* **Activity**
Which lines of the listing hold the string "Victoria"? Show each of them.

---

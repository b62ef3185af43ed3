//! Venue service against a mock API.

#![allow(clippy::unwrap_used)]

use serde_json::json;
use ticketing_sdk::venue::{AttributeIntention, SeatAttribute, StandardAttribute, Venue};
use ticketing_sdk::{ApiError, VenueService};
use ticketing_sdk_core::StatusCode;
use ticketing_sdk_testing::{MockApi, TEST_TOKEN, fixtures};
use wiremock::matchers::{body_json, header, method, path};
use wiremock::{Mock, ResponseTemplate};

fn venue_json(id: &str, title: &str) -> serde_json::Value {
    json!({
        "id": id,
        "title": title,
        "address": {
            "firstLine": "Shaftesbury Avenue",
            "city": "London",
            "postcode": "W1D 7EZ",
            "country": {"name": "United Kingdom", "isoCode": "GB"}
        },
        "venueConfig": {"isAreaSeated": false, "seatplanEnabled": true}
    })
}

#[tokio::test]
async fn test_get_venues_is_cached() {
    let api = MockApi::start().await;
    Mock::given(method("GET"))
        .and(path("/api/v1/venues"))
        .respond_with(ResponseTemplate::new(200).set_body_json(fixtures::api_response(json!([
            venue_json("138", "Apollo Victoria"),
            venue_json("199", "Lyceum"),
        ]))))
        .expect(1)
        .mount(api.server())
        .await;

    let venues = VenueService::with_settings(api.shared_context(), &api.settings()).unwrap();
    let first = venues.get_venues().await.unwrap();
    let second = venues.get_venues().await.unwrap();

    assert_eq!(first.len(), 2);
    assert_eq!(first, second);
    let address = first[0].address.as_ref().unwrap();
    assert_eq!(address.city.as_deref(), Some("London"));
    assert_eq!(
        address.country.as_ref().and_then(|c| c.iso_code.as_deref()),
        Some("GB")
    );
}

#[tokio::test]
async fn test_get_venue_not_found() {
    let api = MockApi::start().await;
    Mock::given(method("GET"))
        .and(path("/api/v1/venues/404"))
        .respond_with(ResponseTemplate::new(404).set_body_json(fixtures::context_error(
            "notFound",
            "Venue not found",
        )))
        .mount(api.server())
        .await;

    let venues = VenueService::new(api.shared_context()).unwrap();
    let error = venues.get_venue_by_id("404").await.unwrap_err();

    assert!(matches!(error, ApiError::Http(_)));
    assert_eq!(error.status(), Some(StatusCode::NOT_FOUND));
    assert_eq!(error.message(), "Venue not found");
}

#[tokio::test]
async fn test_update_venue_logs_in_first() {
    let api = MockApi::start().await;
    api.mock_login(1).await;
    Mock::given(method("POST"))
        .and(path("/api/v1/admin/venues/138"))
        .and(header("authorization", format!("Bearer {TEST_TOKEN}").as_str()))
        .respond_with(ResponseTemplate::new(200).set_body_json(fixtures::api_response(
            venue_json("138", "Apollo Victoria Theatre"),
        )))
        .expect(1)
        .mount(api.server())
        .await;

    let venues = VenueService::new(api.jwt_context().into_shared()).unwrap();
    let venue = Venue {
        id: "138".to_string(),
        title: Some("Apollo Victoria Theatre".to_string()),
        ..Venue::default()
    };
    let updated = venues.update_venue_by_id(&venue).await.unwrap();

    assert_eq!(updated.title.as_deref(), Some("Apollo Victoria Theatre"));
}

#[tokio::test]
async fn test_update_venue_without_credentials() {
    let api = MockApi::start().await;
    let venues = VenueService::new(api.shared_context()).unwrap();

    let error = venues
        .update_venue_by_id(&Venue {
            id: "138".to_string(),
            ..Venue::default()
        })
        .await
        .unwrap_err();

    assert!(matches!(error, ApiError::NotAuthenticated(_)));
    assert_eq!(api.hits("/api/v1/admin/venues/138").await, 0);
}

#[tokio::test]
async fn test_standard_attributes() {
    let api = MockApi::start().await;
    Mock::given(method("GET"))
        .and(path("/api/v1/attributes/standard"))
        .respond_with(ResponseTemplate::new(200).set_body_json(fixtures::api_response(json!([
            {"title": "Restricted view", "description": "Pillar in view", "intention": "negative"},
            {"title": "Aisle", "intention": "positive"},
            {"title": "Wheelchair space", "intention": "accessibility"}
        ]))))
        .mount(api.server())
        .await;
    Mock::given(method("PATCH"))
        .and(path("/api/v1/admin/attributes"))
        .and(body_json(json!({"title": "Aisle", "description": null, "intention": "positive"})))
        .respond_with(ResponseTemplate::new(200).set_body_json(fixtures::api_response(
            json!({"title": "Aisle", "intention": "positive"}),
        )))
        .expect(1)
        .mount(api.server())
        .await;

    let venues = VenueService::new(api.token_context().into_shared()).unwrap();
    let attributes = venues.get_standard_attributes().await.unwrap();
    assert_eq!(attributes.len(), 3);
    assert_eq!(attributes[0].intention, Some(AttributeIntention::Negative));
    assert_eq!(attributes[2].intention, Some(AttributeIntention::Unknown));

    let aisle = StandardAttribute {
        title: "Aisle".to_string(),
        description: None,
        intention: Some(AttributeIntention::Positive),
    };
    let saved = venues.upsert_standard_attribute_by_title(&aisle).await.unwrap();
    assert_eq!(saved.title, "Aisle");
}

#[tokio::test]
async fn test_seat_attributes() {
    let api = MockApi::start().await;
    Mock::given(method("GET"))
        .and(path("/api/v1/venues/138/seats/attributes/detailed"))
        .respond_with(ResponseTemplate::new(200).set_body_json(fixtures::api_response(json!([
            {"seatIdentifier": "STALLS-A-1", "attributes": [{"title": "Aisle", "intention": "positive"}]}
        ]))))
        .mount(api.server())
        .await;
    Mock::given(method("PATCH"))
        .and(path("/api/v1/admin/venues/138/seats/attributes"))
        .respond_with(
            ResponseTemplate::new(200)
                .set_body_json(fixtures::api_response(json!({"success": true}))),
        )
        .expect(1)
        .mount(api.server())
        .await;

    let venues = VenueService::new(api.token_context().into_shared()).unwrap();
    let seats = venues.get_seat_attributes("138").await.unwrap();
    assert_eq!(seats[0].seat_identifier, "STALLS-A-1");
    assert_eq!(seats[0].attributes[0].title, "Aisle");

    assert!(venues.upsert_seat_attributes("138", &seats).await.unwrap());

    let empty: Vec<SeatAttribute> = Vec::new();
    assert!(matches!(
        venues.upsert_seat_attributes("138", &empty).await,
        Err(ApiError::InvalidArgument(_))
    ));
}

#[tokio::test]
async fn test_invalid_venue_id_sends_nothing() {
    let api = MockApi::start().await;
    let venues = VenueService::new(api.shared_context()).unwrap();

    assert!(matches!(
        venues.get_venue_by_id("").await,
        Err(ApiError::InvalidArgument(_))
    ));
    assert!(matches!(
        venues.get_seat_attributes("138/../admin").await,
        Err(ApiError::InvalidArgument(_))
    ));
    assert!(api.server().received_requests().await.unwrap().is_empty());
}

---

* **Expected answer**
            venue_json("138", "Apollo Victoria"),
            venue_json("138", "Apollo Victoria Theatre"),
        title: Some("Apollo Victoria Theatre".to_string()),
    assert_eq!(updated.title.as_deref(), Some("Apollo Victoria Theatre"));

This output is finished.